* **WORK TO COMPLETE**: Check each line of the material below for "TermFilter" and copy those where it appears.

*** DATASET EXCERPTS Section Begins ***

impl TermHost {
    pub fn new(cols: u16, rows: u16, theme: Theme, glyphs: GlyphSet, pointer: bool, seed: u64) -> Self {
        let caps = if pointer {
            Capabilities::ALL
        } else {
            Capabilities::ALL.without(Capabilities::POINTER_INPUT)
        };
        Self {
            cols,
            rows,
            caps,
            theme,
            glyphs,
            rng: StdRng::seed_from_u64(seed),
            next_id: 1,
            nodes: HashMap::new(),
            targets: HashMap::new(),
            filters: HashMap::new(),
            tickers: Vec::new(),
            color: Vec::new(),
            glyph: Vec::new(),
        }
    }

    fn next(&mut self) -> u32 {
        let id = self.next_id;
        self.next_id += 1;
        id
    }

    /// Creates a detached root container covering the terminal.
    pub fn stage(&mut self) -> NodeId {
        let id = NodeId(self.next());
        self.nodes.insert(id, TermNode::new(Kind::Container));
        id
    }

    /// Effect-space size of the grid.
    pub fn extent(&self) -> (f32, f32) {
        (self.cols as f32 * CELL_W, self.rows as f32 * CELL_H)
    }

    pub fn resize(&mut self, cols: u16, rows: u16) {
        self.cols = cols;
        self.rows = rows;
    }

    pub fn theme(&self) -> Theme {
        self.theme
    }

    /// Switches the background art and repaints every canvas.
    pub fn set_theme(&mut self, theme: Theme) {
        self.theme = theme;
        let colors = theme_colors(theme);
        for node in self.nodes.values_mut() {
            if let Some(canvas) = node.canvas.as_mut() {
                *canvas = Canvas::new(canvas.size.0, canvas.size.1, &colors, &mut self.rng);
            }
        }
    }

    /// True while some effect wants frames.
    pub fn is_ticking(&self) -> bool {
        !self.tickers.is_empty()
    }

    fn origin_of(&self, node: NodeId) -> Option<(f32, f32)> {
        let mut cur = self.nodes.get(&node)?;
        let mut origin = cur.position;
        while let Some(parent) = cur.parent.and_then(|p| self.nodes.get(&p)) {
            origin.0 += parent.position.0;
            origin.1 += parent.position.1;
            cur = parent;
        }
        Some(origin)
    }

    /// Folds the scene into `frame`, which must match the grid size.
    pub fn compose(&mut self, frame: &mut Frame, mode: ColorMode) {
        let n = self.cols as usize * self.rows as usize;
        self.color.clear();
        self.color.resize(n, BLACK);
        self.glyph.clear();
        self.glyph.resize(n, None);

        let mut roots: Vec<NodeId> = self
            .nodes
            .iter()
            .filter(|(_, node)| node.parent.is_none() && node.kind == Kind::Container)
            .map(|(&id, _)| id)
            .collect();
        roots.sort_unstable_by_key(|id| id.0);
        for root in roots {
            self.visit(root, (0.0, 0.0), 1.0);
        }

        for i in 0..n.min(frame.len()) {
            let bg = self.color[i];
            let cell = match (mode, self.glyph[i]) {
                (ColorMode::Mono, Some((ch, _))) => Cell::glyph(ch, Color::White, Color::Reset),
                (ColorMode::Mono, None) => {
                    let l = luminance(bg);
                    let ch = if l > 0.6 {
                        '#'
                    } else if l > 0.3 {
                        ':'
                    } else if l > 0.12 {
                        '.'
                    } else {
                        ' '
                    };
                    Cell::glyph(ch, Color::Grey, Color::Reset)
                }
                (_, Some((ch, fg))) => Cell::glyph(ch, quantize(mode, fg), quantize(mode, bg)),
                (_, None) => Cell::fill(quantize(mode, bg)),
            };
            frame.set_index(i, cell);
        }
    }

    fn visit(&mut self, id: NodeId, origin: (f32, f32), alpha: f32) {
        let Some(node) = self.nodes.get(&id) else {
            return;
        };
        let origin = (origin.0 + node.position.0, origin.1 + node.position.1);
        let alpha = alpha * node.alpha;
        if alpha <= 0.0 {
            return;
        }
        let children = node.children.clone();
        let has_canvas = node.canvas.is_some();
        let is_shape = node.kind == Kind::Shape;

        if has_canvas {
            self.paint_canvas(id, origin, alpha);
        }
        if is_shape {
            self.paint_shape(id, origin, alpha);
        }
        for child in children {
            self.visit(child, origin, alpha);
        }
    }

    fn paint_canvas(&mut self, id: NodeId, origin: (f32, f32), alpha: f32) {
        let mut blur = None;
        let mut displacement = None;
        if let Some(node) = self.nodes.get(&id) {
            for f in &node.filters {
                match self.filters.get(f) {
                    Some(TermFilter::Blur { strength }) => blur = Some(*strength),
                    Some(TermFilter::Displacement { map, scale }) => {
                        displacement = Some((*map, *scale))
                    }
                    None => {}
                }
            }
        }

        let Some(canvas) = self.nodes.get_mut(&id).and_then(|n| n.canvas.as_mut()) else {
            return;
        };
        match blur {
            Some(strength) => canvas.ensure_blur(strength),
            None => canvas.blur_key = None,
        }

        let Some(canvas) = self.nodes.get(&id).and_then(|n| n.canvas.as_ref()) else {
            return;
        };
        let map = displacement.and_then(|(m, s)| self.targets.get(&m).map(|t| (t, s)));
        let cols = self.cols as usize;
        for row in 0..self.rows {
            for col in 0..self.cols {
                let (cx, cy) = cell_center(col, row);
                let ex = cx - origin.0;
                let ey = cy - origin.1;
                let (dx, dy) = match map {
                    Some((t, scale)) => t.offset(
                        ex / canvas.size.0 * t.width as f32,
                        ey / canvas.size.1 * t.height as f32,
                        scale,
                    ),
                    None => (0.0, 0.0),
                };
                let c = canvas.sample((ex + dx) / CELL_W, (ey + dy) / CELL_H);
                let i = row as usize * cols + col as usize;
                self.color[i] = mix(self.color[i], c, alpha);
            }
        }
    }

    fn paint_shape(&mut self, id: NodeId, origin: (f32, f32), alpha: f32) {
        let Some(node) = self.nodes.get(&id) else {
            return;
        };
        let cols = self.cols as usize;
        let rows = self.rows as usize;

        for cmd in &node.commands {
            match *cmd {
                DrawCmd::Rect {
                    x,
                    y,
                    width,
                    height,
                    color,
                } => {
                    let a = color.a * alpha * OVERLAY_GAIN;
                    let rgb = [color.r, color.g, color.b];
                    for row in 0..rows {
                        for col in 0..cols {
                            let (cx, cy) = cell_center(col as u16, row as u16);
                            let (lx, ly) = (cx - origin.0, cy - origin.1);
                            if lx >= x && lx < x + width && ly >= y && ly < y + height {
                                let i = row * cols + col;
                                self.color[i] = mix(self.color[i], rgb, a);
                                if let Some((_, fg)) = self.glyph[i].as_mut() {
                                    *fg = mix(*fg, rgb, a);
                                }
                            }
                        }
                    }
                }
                DrawCmd::Circle {
                    x,
                    y,
                    radius,
                    color,
                } => {
                    let (x, y) = (x + origin.0, y + origin.1);
                    let a = color.a * alpha;
                    let rgb = [color.r, color.g, color.b];

                    let c0 = ((x - radius) / CELL_W).floor().max(0.0) as usize;
                    let r0 = ((y - radius) / CELL_H).floor().max(0.0) as usize;
                    let c1 = (((x + radius) / CELL_W).floor().max(0.0) as usize).min(cols.saturating_sub(1));
                    let r1 = (((y + radius) / CELL_H).floor().max(0.0) as usize).min(rows.saturating_sub(1));

                    let center = if x >= 0.0 && y >= 0.0 {
                        let col = (x / CELL_W) as usize;
                        let row = (y / CELL_H) as usize;
                        (col < cols && row < rows).then_some(row * cols + col)
                    } else {
                        None
                    };

                    let mut hit = false;
                    for row in r0..=r1 {
                        for col in c0..=c1 {
                            if row >= rows || col >= cols {
                                continue;
                            }
                            let (cx, cy) = cell_center(col as u16, row as u16);
                            if (cx - x).powi(2) + (cy - y).powi(2) <= radius * radius {
                                let i = row * cols + col;
                                self.color[i] = mix(self.color[i], rgb, a);
                                hit = true;
                            }
                        }
                    }

                    let Some(i) = center else {
                        continue;
                    };
                    if !hit {
                        self.color[i] = mix(self.color[i], rgb, a);
                    }
                    if radius >= GLYPH_MIN_RADIUS {
                        if a >= GLYPH_MIN_ALPHA {
                            let tint = mix(rgb, WHITE, 0.3);
                            self.glyph[i] = Some((self.glyphs.for_radius(radius), tint));
                        } else if a > TRAIL_MIN_ALPHA && self.glyph[i].is_none() {
                            self.glyph[i] = Some((self.glyphs.trail(), rgb));
                        }
                    }
                }
            }
        }
    }
}
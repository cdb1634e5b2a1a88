// Copyright (c) 2026 rezky_nightky

use rand::{rngs::StdRng, Rng};

/// Effect configuration. Merge against the defaults with struct-update syntax:
///
/// ```
/// let cfg = rainglass::RainConfig {
///     gravity: 0.3,
///     ..Default::default()
/// };
/// assert_eq!(cfg.max_droplets, 400);
/// ```
#[derive(Clone, Debug, PartialEq)]
pub struct RainConfig {
    /// Pool capacity; never grows at runtime.
    pub max_droplets: usize,
    /// Droplets spawned per tick. The fractional part is spawned stochastically.
    pub spawn_rate: f32,
    pub gravity: f32,
    pub terminal_velocity: f32,
    /// Magnitude of the lateral jitter applied every tick.
    pub surface_tension: f32,
    /// Displacement filter scale.
    pub refraction_strength: f32,
    /// Background blur strength.
    pub blur_amount: f32,
    pub enable_lightning: bool,
    /// Flash cooldown range in ticks, `(min, max)`.
    pub lightning_interval: (f32, f32),
    pub enable_interaction: bool,
    pub min_droplet_radius: f32,
    pub max_droplet_radius: f32,
    /// Multiplier on the summed radii below which two droplets merge.
    pub merge_distance: f32,
    pub auto_start: bool,

    pub trail_max_length: usize,
    /// Initial lifetime range in ticks, `(min, max)`.
    pub droplet_life: (f32, f32),
    /// Pinning probability per tick is `stick_chance / radius`.
    pub stick_chance: f32,
    /// Probability that a pointer move spawns a droplet.
    pub pointer_spawn_chance: f32,
    pub burst_count: usize,
    pub burst_radius: f32,
    pub burst_speed: f32,
    /// Size of the displacement map relative to the effect.
    pub displacement_resolution: f32,
    /// Upper bound for a single frame's `dt`. Zero disables the clamp.
    pub max_frame_delta: f32,
    /// Seed for the effect's generator; `None` draws from OS entropy.
    pub seed: Option<u64>,
}

impl Default for RainConfig {
    fn default() -> Self {
        Self {
            max_droplets: 400,
            spawn_rate: 0.6,
            gravity: 0.12,
            terminal_velocity: 6.0,
            surface_tension: 0.35,
            refraction_strength: 30.0,
            blur_amount: 6.0,
            enable_lightning: true,
            lightning_interval: (300.0, 900.0),
            enable_interaction: true,
            min_droplet_radius: 2.0,
            max_droplet_radius: 6.0,
            merge_distance: 0.8,
            auto_start: true,
            trail_max_length: 12,
            droplet_life: (400.0, 900.0),
            stick_chance: 0.001,
            pointer_spawn_chance: 0.15,
            burst_count: 12,
            burst_radius: 10.0,
            burst_speed: 1.5,
            displacement_resolution: 0.25,
            max_frame_delta: 4.0,
            seed: None,
        }
    }
}

impl RainConfig {
    /// Edge length of a spatial hash cell.
    pub fn cell_size(&self) -> f32 {
        4.0 * self.max_droplet_radius
    }

    /// Largest radius a droplet can reach through merging.
    pub fn radius_cap(&self) -> f32 {
        2.5 * self.max_droplet_radius
    }
}

/// Returns `(lo, hi)` ordered, so swapped ranges still sample correctly.
pub(crate) fn ordered(range: (f32, f32)) -> (f32, f32) {
    if range.0 <= range.1 {
        range
    } else {
        (range.1, range.0)
    }
}

/// Draws uniformly from `range`. A range whose width is not finite yields
/// its finite end, or `hi` when `lo` is not finite.
pub(crate) fn sample(range: (f32, f32), rng: &mut StdRng) -> f32 {
    let (lo, hi) = ordered(range);
    if hi > lo && (hi - lo).is_finite() {
        rng.random_range(lo..=hi)
    } else if lo.is_finite() {
        lo
    } else {
        hi
    }
}

#[cfg(test)]
mod tests {
    use rand::SeedableRng;

    use super::*;

    #[test]
    fn cell_size_tracks_max_radius() {
        let cfg = RainConfig {
            max_droplet_radius: 5.0,
            ..Default::default()
        };
        assert_eq!(cfg.cell_size(), 20.0);
        assert_eq!(cfg.radius_cap(), 12.5);
    }

    #[test]
    fn ordered_swaps_inverted_ranges() {
        assert_eq!(ordered((9.0, 3.0)), (3.0, 9.0));
        assert_eq!(ordered((1.0, 2.0)), (1.0, 2.0));
    }

    #[test]
    fn sample_stays_in_range() {
        let mut rng = StdRng::seed_from_u64(11);
        for _ in 0..100 {
            let v = sample((8.0, 2.0), &mut rng);
            assert!((2.0..=8.0).contains(&v));
        }
        assert_eq!(sample((3.0, 3.0), &mut rng), 3.0);
    }

    #[test]
    fn sample_unbounded_range_falls_back_to_finite_end() {
        let mut rng = StdRng::seed_from_u64(12);
        assert_eq!(sample((300.0, f32::INFINITY), &mut rng), 300.0);
        assert_eq!(sample((f32::NEG_INFINITY, 5.0), &mut rng), 5.0);
        assert_eq!(sample((-f32::MAX, f32::MAX), &mut rng), -f32::MAX);
    }

    #[test]
    fn cell_size_has_no_floor() {
        let cfg = RainConfig {
            max_droplet_radius: 0.1,
            ..Default::default()
        };
        assert_eq!(cfg.cell_size(), 0.4);
    }
}
// Copyright (c) 2026 rezky_nightky

use crossterm::style::Color;

use super::runtime::{ColorMode, Theme};

/// Linear RGB in `[0, 1]`.
pub type Rgb = [f32; 3];

pub const BLACK: Rgb = [0.0, 0.0, 0.0];
pub const WHITE: Rgb = [1.0, 1.0, 1.0];

/// Sky gradient, building tones and window lights for one theme.
#[derive(Clone, Debug)]
pub struct ThemeColors {
    pub sky: &'static [(u8, u8, u8)],
    pub building: (u8, u8, u8),
    pub lights: &'static [(u8, u8, u8)],
    /// Fraction of building cells that are lit windows.
    pub lit: f32,
}

pub fn theme_colors(theme: Theme) -> ThemeColors {
    match theme {
        Theme::Night => ThemeColors {
            sky: &[(4, 6, 20), (12, 20, 52), (34, 44, 86)],
            building: (8, 10, 18),
            lights: &[(255, 200, 110), (255, 230, 170), (140, 200, 255)],
            lit: 0.22,
        },
        Theme::Dusk => ThemeColors {
            sky: &[(30, 10, 50), (120, 40, 90), (240, 120, 60)],
            building: (20, 10, 24),
            lights: &[(255, 210, 120), (255, 160, 90)],
            lit: 0.15,
        },
        Theme::Neon => ThemeColors {
            sky: &[(8, 0, 20), (30, 0, 50), (60, 10, 80)],
            building: (10, 4, 20),
            lights: &[(255, 60, 200), (60, 240, 255), (180, 80, 255)],
            lit: 0.28,
        },
        Theme::Storm => ThemeColors {
            sky: &[(20, 22, 26), (52, 56, 62), (90, 94, 100)],
            building: (16, 18, 20),
            lights: &[(220, 200, 150)],
            lit: 0.08,
        },
    }
}

pub fn rgb8(c: (u8, u8, u8)) -> Rgb {
    [c.0 as f32 / 255.0, c.1 as f32 / 255.0, c.2 as f32 / 255.0]
}

pub fn mix(a: Rgb, b: Rgb, t: f32) -> Rgb {
    let t = t.clamp(0.0, 1.0);
    [
        a[0] + (b[0] - a[0]) * t,
        a[1] + (b[1] - a[1]) * t,
        a[2] + (b[2] - a[2]) * t,
    ]
}

pub fn luminance(c: Rgb) -> f32 {
    0.2126 * c[0] + 0.7152 * c[1] + 0.0722 * c[2]
}

/// Samples a piecewise-linear gradient at `t` in `[0, 1]`.
pub fn gradient_at(stops: &[(u8, u8, u8)], t: f32) -> Rgb {
    match stops.len() {
        0 => BLACK,
        1 => rgb8(stops[0]),
        n => {
            let segs = n - 1;
            let pos = t.clamp(0.0, 1.0) * segs as f32;
            let seg = (pos.floor() as usize).min(segs - 1);
            mix(rgb8(stops[seg]), rgb8(stops[seg + 1]), pos - seg as f32)
        }
    }
}

fn to_u8(v: f32) -> u8 {
    (v.clamp(0.0, 1.0) * 255.0).round() as u8
}

fn dist2(a: (u8, u8, u8), b: (u8, u8, u8)) -> i32 {
    let dr = a.0 as i32 - b.0 as i32;
    let dg = a.1 as i32 - b.1 as i32;
    let db = a.2 as i32 - b.2 as i32;
    dr * dr + dg * dg + db * db
}

/// Nearest xterm-256 index, choosing between the 6x6x6 cube and the grey ramp.
pub fn rgb_to_ansi256(r: u8, g: u8, b: u8) -> u8 {
    const LEVELS: [u8; 6] = [0, 95, 135, 175, 215, 255];

    let q = |v: u8| ((v as u16 * 5 + 127) / 255) as u8;
    let (r6, g6, b6) = (q(r), q(g), q(b));
    let cube = (
        LEVELS[r6 as usize],
        LEVELS[g6 as usize],
        LEVELS[b6 as usize],
    );
    let cube_idx = 16 + 36 * r6 + 6 * g6 + b6;

    let avg = ((r as u16 + g as u16 + b as u16) / 3) as u8;
    let (grey_idx, grey) = match avg {
        0..=7 => (16, (0, 0, 0)),
        239..=255 => (231, (255, 255, 255)),
        _ => {
            let step = (avg - 8) / 10;
            let v = 8 + 10 * step;
            (232 + step, (v, v, v))
        }
    };

    if dist2((r, g, b), grey) < dist2((r, g, b), cube) {
        grey_idx
    } else {
        cube_idx
    }
}

pub fn rgb_to_color16(r: u8, g: u8, b: u8) -> Color {
    const TABLE: [(Color, (u8, u8, u8)); 16] = [
        (Color::Black, (0, 0, 0)),
        (Color::DarkGrey, (128, 128, 128)),
        (Color::Grey, (192, 192, 192)),
        (Color::White, (255, 255, 255)),
        (Color::DarkRed, (128, 0, 0)),
        (Color::Red, (255, 0, 0)),
        (Color::DarkGreen, (0, 128, 0)),
        (Color::Green, (0, 255, 0)),
        (Color::DarkBlue, (0, 0, 128)),
        (Color::Blue, (0, 0, 255)),
        (Color::DarkCyan, (0, 128, 128)),
        (Color::Cyan, (0, 255, 255)),
        (Color::DarkMagenta, (128, 0, 128)),
        (Color::Magenta, (255, 0, 255)),
        (Color::DarkYellow, (128, 128, 0)),
        (Color::Yellow, (255, 255, 0)),
    ];

    TABLE
        .iter()
        .min_by_key(|(_, rgb)| dist2((r, g, b), *rgb))
        .map(|(c, _)| *c)
        .unwrap_or(Color::White)
}

/// Converts a composited color to what the terminal can show.
pub fn quantize(mode: ColorMode, c: Rgb) -> Color {
    let (r, g, b) = (to_u8(c[0]), to_u8(c[1]), to_u8(c[2]));
    match mode {
        ColorMode::TrueColor => Color::Rgb { r, g, b },
        ColorMode::Color256 => Color::AnsiValue(rgb_to_ansi256(r, g, b)),
        ColorMode::Color16 => rgb_to_color16(r, g, b),
        ColorMode::Mono => {
            if luminance(c) > 0.5 {
                Color::White
            } else {
                Color::Black
            }
        }
    }
}

#[cfg(test)]
mod tests {
    use super::*;

    #[test]
    fn ansi256_prefers_grey_ramp_for_greys() {
        assert_eq!(rgb_to_ansi256(0, 0, 0), 16);
        assert_eq!(rgb_to_ansi256(255, 255, 255), 231);
        assert_eq!(rgb_to_ansi256(128, 128, 128), 244);
        assert_eq!(rgb_to_ansi256(255, 0, 0), 196);
    }

    #[test]
    fn color16_picks_nearest() {
        assert_eq!(rgb_to_color16(250, 10, 10), Color::Red);
        assert_eq!(rgb_to_color16(5, 5, 5), Color::Black);
    }

    #[test]
    fn gradient_hits_endpoints() {
        let stops = [(0, 0, 0), (255, 255, 255)];
        assert_eq!(gradient_at(&stops, 0.0), BLACK);
        assert_eq!(gradient_at(&stops, 1.0), WHITE);
        let mid = gradient_at(&stops, 0.5);
        assert!((mid[0] - 0.5).abs() < 1e-3);
    }

    #[test]
    fn quantize_truecolor_is_exact() {
        assert_eq!(
            quantize(ColorMode::TrueColor, [1.0, 0.0, 0.5]),
            Color::Rgb { r: 255, g: 0, b: 128 }
        );
    }
}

*** DATASET EXCERPTS Section Ends ***

* **SOLVED EXERCISE**:
                    Some(TermFilter::Blur { strength }) => blur = Some(*strength),
                    Some(TermFilter::Displacement { map, scale }) => {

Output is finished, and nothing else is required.